Reputation: 2104
I'm working with a dataset in which batch items are texts represented by matrices with shape (max_sentences_per_text, max_tokens_per_sentence). It goes through an embedding layer (becoming 3d) and then a time distributed LSTM that outputs one vector for each sentence (back to 2d). Then, a second LSTM layer reads all the sentence vectors and outputs a final vector for each batch item, which can go through normal dense layers.
This is illustrated below (generated with keras.utils.plot_model
), with 85 sentences per text and 40 tokens per sentence:
Here is the model code:
inputs = Input([num_sentences, max_sentence_size])
vocab_size, embedding_size = embeddings.shape
init = initializers.constant(embeddings)
emb_layer = Embedding(vocab_size, embedding_size, mask_zero=True,
embeddings_initializer=init)
emb_layer.trainable = False
embedded = emb_layer(inputs)
projection_layer = Dense(lstm1_units, activation=None, use_bias=False,
name='projection')
projected = projection_layer(embedded)
lstm1 = LSTM(lstm1_units, name='token_lstm')
sentence_vectors = TimeDistributed(lstm1)(projected)
lstm2 = LSTM(lstm2_units, name='sentence_lstm')

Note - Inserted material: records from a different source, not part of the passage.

use crate::chip8::StepState;
use crate::constants::{
    ADDRESS_MASK, DISPLAY_HEIGHT, DISPLAY_WIDTH, SPRITE_HEIGHT, SPRITE_SHEET_ADDRESS,
};
use crate::error::Chip8Error;
use crate::state::State;

const FLAG: usize = 0xF;

fn advance(state: &mut State) {
    state.program_counter = state.program_counter.wrapping_add(0x2) & ADDRESS_MASK;
}

fn skip_if(state: &mut State, condition: bool) {
    let step = if condition { 0x4 } else { 0x2 };
    state.program_counter = state.program_counter.wrapping_add(step) & ADDRESS_MASK;
}

/// clear
pub fn clear_screen(state: &mut State) {
    state.frame_buffer = [[0; DISPLAY_WIDTH]; DISPLAY_HEIGHT];
    state.draw_flag = true;
    advance(state);
}

/// PC = STACK.pop()
pub fn ret(state: &mut State) -> Result<(), Chip8Error> {
    state.program_counter = state.pop()?;
    Ok(())
}

/// PC = addr
pub fn jump(state: &mut State, addr: u16) {
    state.program_counter = addr & ADDRESS_MASK;
}

/// STACK.push(PC + 2); PC = addr
pub fn call(state: &mut State, addr: u16) -> Result<(), Chip8Error> {
    let return_addr = state.program_counter.wrapping_add(0x2) & ADDRESS_MASK;
    state.push(return_addr)?;
    state.program_counter = addr & ADDRESS_MASK;
    Ok(())
}

/// if Vx == kk then pc += 2
pub fn skip_equal_byte(state: &mut State, x: u8, kk: u8) {
    let condition = state.registers[x as usize] == kk;
    skip_if(state, condition);
}

/// if Vx != kk then pc += 2
pub fn skip_not_equal_byte(state: &mut State, x: u8, kk: u8) {
    let condition = state.registers[x as usize] != kk;
    skip_if(state, condition);
}

/// if Vx == Vy then pc += 2
pub fn skip_equal_register(state: &mut State, x: u8, y: u8) {
    let condition = state.registers[x as usize] == state.registers[y as usize];
    skip_if(state, condition);
}

/// Vx = kk
pub fn load_byte(state: &mut State, x: u8, kk: u8) {
    state.registers[x as usize] = kk;
    advance(state);
}

/// Vx += kk
/// Add kk to Vx; allow for overflow but implicitly drop it
pub fn add_byte(state: &mut State, x: u8, kk: u8) {
    state.registers[x as usize] = state.registers[x as usize].wrapping_add(kk);
    advance(state);
}

/// Vx = Vy
pub fn mv(state: &mut State, x: u8, y: u8) {
    state.registers[x as usize] = state.registers[y as usize];
    advance(state);
}

/// Vx |= Vy
pub fn or(state: &mut State, x: u8, y: u8) {
    state.registers[x as usize] |= state.registers[y as usize];
    advance(state);
}

/// Vx &= Vy
pub fn and(state: &mut State, x: u8, y: u8) {
    state.registers[x as usize] &= state.registers[y as usize];
    advance(state);
}

/// Vx ^= Vy
pub fn xor(state: &mut State, x: u8, y: u8) {
    state.registers[x as usize] ^= state.registers[y as usize];
    advance(state);
}

/// Vx += Vy; VF = overflow
pub fn add_register(state: &mut State, x: u8, y: u8) {
    let (res, over) = state.registers[x as usize].overflowing_add(state.registers[y as usize]);
    state.registers[x as usize] = res;
    state.registers[FLAG] = u8::from(over);
    advance(state);
}

/// Vx -= Vy; VF = !underflow
pub fn sub(state: &mut State, x: u8, y: u8) {
    let (res, under) = state.registers[x as usize].overflowing_sub(state.registers[y as usize]);
    state.registers[x as usize] = res;
    state.registers[FLAG] = u8::from(!under);
    advance(state);
}

/// Vx >>= 1; VF = shifted out bit
pub fn shr(state: &mut State, x: u8) {
    let vx = state.registers[x as usize];
    state.registers[x as usize] = vx >> 1;
    state.registers[FLAG] = vx & 0x1;
    advance(state);
}

/// Vx = Vy - Vx; VF = !underflow
pub fn subn(state: &mut State, x: u8, y: u8) {
    let (res, under) = state.registers[y as usize].overflowing_sub(state.registers[x as usize]);
    state.registers[x as usize] = res;
    state.registers[FLAG] = u8::from(!under);
    advance(state);
}

/// Vx <<= 1; VF = shifted out bit
pub fn shl(state: &mut State, x: u8) {
    let vx = state.registers[x as usize];
    state.registers[x as usize] = vx << 1;
    state.registers[FLAG] = vx >> 7;
    advance(state);
}

/// if Vx != Vy then pc +=2
pub fn skip_not_equal_register(state: &mut State, x: u8, y: u8) {
    let condition = state.registers[x as usize] != state.registers[y as usize];
    skip_if(state, condition);
}

/// I = addr
pub fn load_index(state: &mut State, addr: u16) {
    state.index_register = addr;
    advance(state);
}

/// PC = V0 + addr
pub fn jump_offset(state: &mut State, addr: u16) {
    state.program_counter = (u16::from(state.registers[0x0]) + addr) & ADDRESS_MASK;
}

/// Vx = rand_byte & kk
pub fn rand(state: &mut State, x: u8, kk: u8) {
    let rand_byte: u8 = rand::random();
    state.registers[x as usize] = rand_byte & kk;
    advance(state);
}

/// draw_sprite(x=Vx y=Vy size=n)
/// XORs a sprite from memory i..i+n at position x, y on the FrameBuffer.
/// Pixels falling off the right or bottom edge are clipped.
/// Sets VF if any pixels are erased
pub fn draw(state: &mut State, x: u8, y: u8, n: u8) {
    let origin_x = state.registers[x as usize] as usize;
    let origin_y = state.registers[y as usize] as usize;

    // Reset the flag (used for collision detection)
    state.registers[FLAG] = 0x0;

    for row in 0..n as usize {
        let y = origin_y + row;
        if y >= DISPLAY_HEIGHT {
            break;
        }
        let sprite_byte = state.read(state.index_register.wrapping_add(row as u16));
        for bit in 0..8 {
            let x = origin_x + bit;
            if x >= DISPLAY_WIDTH {
                break;
            }
            let pixel_value = (sprite_byte >> (7 - bit)) & 1;
            if pixel_value == 0 {
                continue;
            }
            if state.frame_buffer[y][x] == 1 {
                state.registers[FLAG] = 0x1;
            }
            state.frame_buffer[y][x] ^= 1;
        }
    }

    state.draw_flag = true;
    advance(state);
}

/// if Vx.pressed then pc += 2
pub fn skip_key_pressed(state: &mut State, x: u8) {
    let condition = state.pressed_key == Some(state.registers[x as usize]);
    skip_if(state, condition);
}

/// if !Vx.pressed then pc += 2
pub fn skip_key_not_pressed(state: &mut State, x: u8) {
    let condition = state.pressed_key != Some(state.registers[x as usize]);
    skip_if(state, condition);
}

/// Vx = DT
pub fn load_delay(state: &mut State, x: u8) {
    state.registers[x as usize] = state.delay_timer;
    advance(state);
}

/// await keypress for Vx
/// Leaves the program counter where it is until a key is available so the same opcode is
/// retried on the next step.
pub fn wait_key(state: &mut State, x: u8) -> StepState {
    match state.pressed_key {
        Some(key) => {
            state.registers[x as usize] = key;
            advance(state);
            StepState::Running
        }
        None => StepState::AwaitingKey,
    }
}

/// DT = Vx
pub fn set_delay(state: &mut State, x: u8) {
    state.delay_timer = state.registers[x as usize];
    advance(state);
}

/// ST = Vx
pub fn set_sound(state: &mut State, x: u8) {
    state.sound_timer = state.registers[x as usize];
    advance(state);
}

/// I += Vx
pub fn add_index(state: &mut State, x: u8) {
    state.index_register = state
        .index_register
        .wrapping_add(u16::from(state.registers[x as usize]));
    advance(state);
}

/// I = Vx * 5
/// Set I to the memory address of the sprite for the low nibble of Vx
/// See constants::SPRITE_SHEET for more details
pub fn load_sprite(state: &mut State, x: u8) {
    let digit = u16::from(state.registers[x as usize] & 0xF);
    state.index_register = SPRITE_SHEET_ADDRESS + digit * SPRITE_HEIGHT;
    advance(state);
}

/// mem[I..I+3] = bcd(Vx)
/// Store BCD repr of Vx in memory starting at address i
pub fn bcd(state: &mut State, x: u8) {
    let vx = state.registers[x as usize];
    let digits = [vx / 100, vx / 10 % 10, vx % 10];
    for (offset, digit) in digits.iter().enumerate() {
        state.write(state.index_register.wrapping_add(offset as u16), *digit);
    }
    advance(state);
}

/// mem[I..=I+x] = V0..=Vx
pub fn store(state: &mut State, x: u8) {
    for register in 0..=x as usize {
        let value = state.registers[register];
        state.write(state.index_register.wrapping_add(register as u16), value);
    }
    advance(state);
}

/// V0..=Vx = mem[I..=I+x]
pub fn read(state: &mut State, x: u8) {
    for register in 0..=x as usize {
        state.registers[register] = state.read(state.index_register.wrapping_add(register as u16));
    }
    advance(state);
}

final_vector = lstm2(sentence_vectors)
hidden = Dense(hidden_units, activation='relu', name='hidden')(final_vector)
scores = Dense(num_scores, activation='sigmoid', name='scorer')(hidden)
model = keras.models.Model(inputs, scores)
This looks fine for me, except I'm having the following error:
Traceback (most recent call last):
File "src/network.py", line 43, in <module>
network.fit(x, y, validation_data=(xval, yval))
File "/Users/erick/anaconda2/lib/python2.7/site-packages/keras/engine/training.py", line 1507, in fit
initial_epoch=initial_epoch)
File "/Users/erick/anaconda2/lib/python2.7/site-packages/keras/engine/training.py", line 1156, in _fit_loop
outs = f(ins_batch)
File "/Users/erick/anaconda2/lib/python2.7/site-packages/keras/backend/tensorflow_backend.py", line 2269, in __call__
**self.session_kwargs)
File "/Users/erick/anaconda2/lib/python2.7/site-packages/tensorflow/python/client/session.py", line 767, in run
run_metadata_ptr)
File "/Users/erick/anaconda2/lib/python2.7/site-packages/tensorflow/python/client/session.py", line 965, in _run
feed_dict_string, options, run_metadata)
File "/Users/erick/anaconda2/lib/python2.7/site-packages/tensorflow/python/client/session.py", line 1015, in _do_run
target_list, options, run_metadata)
File "/Users/erick/anaconda2/lib/python2.7/site-packages/tensorflow/python/client/session.py", line 1035, in _do_call
raise type(e)(node_def, op, message)
tensorflow.python.framework.errors_impl.InvalidArgumentError: Inputs to operation sentence_lstm/while/Select_2 of type Select must have the same size and shape. Input 0: [32,4000] != input 1: [32,100]
[[Node: sentence_lstm/while/Select_2 = Select[T=DT_FLOAT, _device="/job:localhost/replica:0/task:0/cpu:0"](sentence_lstm/while/Tile, sentence_lstm/while/add_5, sentence_lstm/while/Identity_3)]]
Caused by op u'sentence_lstm/while/Select_2', defined at:
File "src/network.py", line 37, in <module>
args.hidden_units)
File "src/model.py", line 51, in create_model
final_vector = lstm2(sentence_vectors)
File "/Users/erick/anaconda2/lib/python2.7/site-packages/keras/layers/recurrent.py", line 262, in __call__
return super(Recurrent, self).__call__(inputs, **kwargs)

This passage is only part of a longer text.